__Entries provided__
○ ○ ○

impl MoveViewController {
    pub fn new() -> Self {
        Self::with_tuning(Tuning::default())
    }

    pub fn with_tuning(tuning: Tuning) -> Self {
        Self {
            tuning,
            session: None,
        }
    }

    /// True while a camera drag owns the viewport
    pub fn dragging(&self) -> bool {
        self.session.is_some()
    }

    /// Feed a pointer press: snapshot the camera state and re-anchor the
    /// rotation center on the view plane
    pub fn mouse_pressed(&mut self, ev: &PointerEvent, viewport: &mut Viewport) {
        let camera = viewport.camera();
        let coords = *camera.coords();
        let old_dist = viewport.dist_to_plane();
        let session = ViewerSession {
            control_down: ev.control(),
            click_point: ev.pos,
            click_pos: camera.screen_to_world(ev.pos, old_dist),
            old_coords: coords,
            old_cam_pos: coords.origin(),
            old_scale: viewport.scale(),
            old_dist,
        };
        viewport.set_rotation_center(coords.origin() + coords.zdir() * old_dist);
        viewport.set_moving(true);
        gizmo_debug!(
            "camera drag started at {:?} (control = {})",
            ev.pos,
            session.control_down
        );
        self.session = Some(session);
    }

    /// Feed a pointer move. Mutates the viewport's camera per the navigation
    /// mode and returns the overlay for sibling views; a move without a
    /// prior press is a no-op.
    pub fn mouse_dragged(&mut self, ev: &PointerEvent, viewport: &mut Viewport) -> Option<NavUpdate> {
        let session = self.session.as_ref()?;
        if viewport.navigation_mode().is_travel() {
            drag_move_travel(session, &self.tuning, ev, viewport);
        } else {
            drag_move_model(session, &self.tuning, ev, viewport);
        }
        Some(NavUpdate {
            overlay: make_overlay(viewport),
            redraw_all: viewport.bound_camera().is_some(),
        })
    }

    /// Feed a pointer release: commit the gesture.
    ///
    /// With a bound scene camera the final frame is copied onto the object,
    /// the same rigid transform is propagated to all of its descendants, and
    /// the before/after pairs are returned for undo recording. Callers
    /// should redraw every view and clear sibling overlays.
    pub fn mouse_released(
        &mut self,
        viewport: &mut Viewport,
        scene: &mut Scene,
    ) -> Option<NavRelease> {
        let session = self.session.take()?;
        viewport.set_moving(false);
        viewport.clear_overlay();

        let mut undo = None;
        if let Some(bound) = viewport.bound_camera() {
            if let Some(object) = scene.object_mut(bound.object) {
                object.set_coords(*viewport.camera().coords());
                let mut record = UndoRecord::new();
                record.push(CoordsChange {
                    path: vec![bound.object],
                    before: session.old_coords,
                    after: *object.coords(),
                });
                // Children follow the camera: the transform mapping the old
                // frame onto the new one
                let transform = object.coords().from_local() * session.old_coords.to_local();
                object.transform_children(&transform, &mut vec![bound.object], &mut record);
                undo = Some(record);
            }
        }
        gizmo_debug!(
            "camera drag released, undo entries: {}",
            undo.as_ref().map_or(0, |u| u.changes().len())
        );
        Some(NavRelease { undo })
    }
}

○ ○ ○

__Problem to solve__
All lines from the one containing "viewport.clear_overlay();" through the end of the data, and no others, are to be given again word for word.

__Written response__
        viewport.clear_overlay();

        let mut undo = None;
        if let Some(bound) = viewport.bound_camera() {
            if let Some(object) = scene.object_mut(bound.object) {
                object.set_coords(*viewport.camera().coords());
                let mut record = UndoRecord::new();
                record.push(CoordsChange {
                    path: vec![bound.object],
                    before: session.old_coords,
                    after: *object.coords(),
                });
                // Children follow the camera: the transform mapping the old
                // frame onto the new one
                let transform = object.coords().from_local() * session.old_coords.to_local();
                object.transform_children(&transform, &mut vec![bound.object], &mut record);
                undo = Some(record);
            }
        }
        gizmo_debug!(
            "camera drag released, undo entries: {}",
            undo.as_ref().map_or(0, |u| u.changes().len())
        );
        Some(NavRelease { undo })
    }
}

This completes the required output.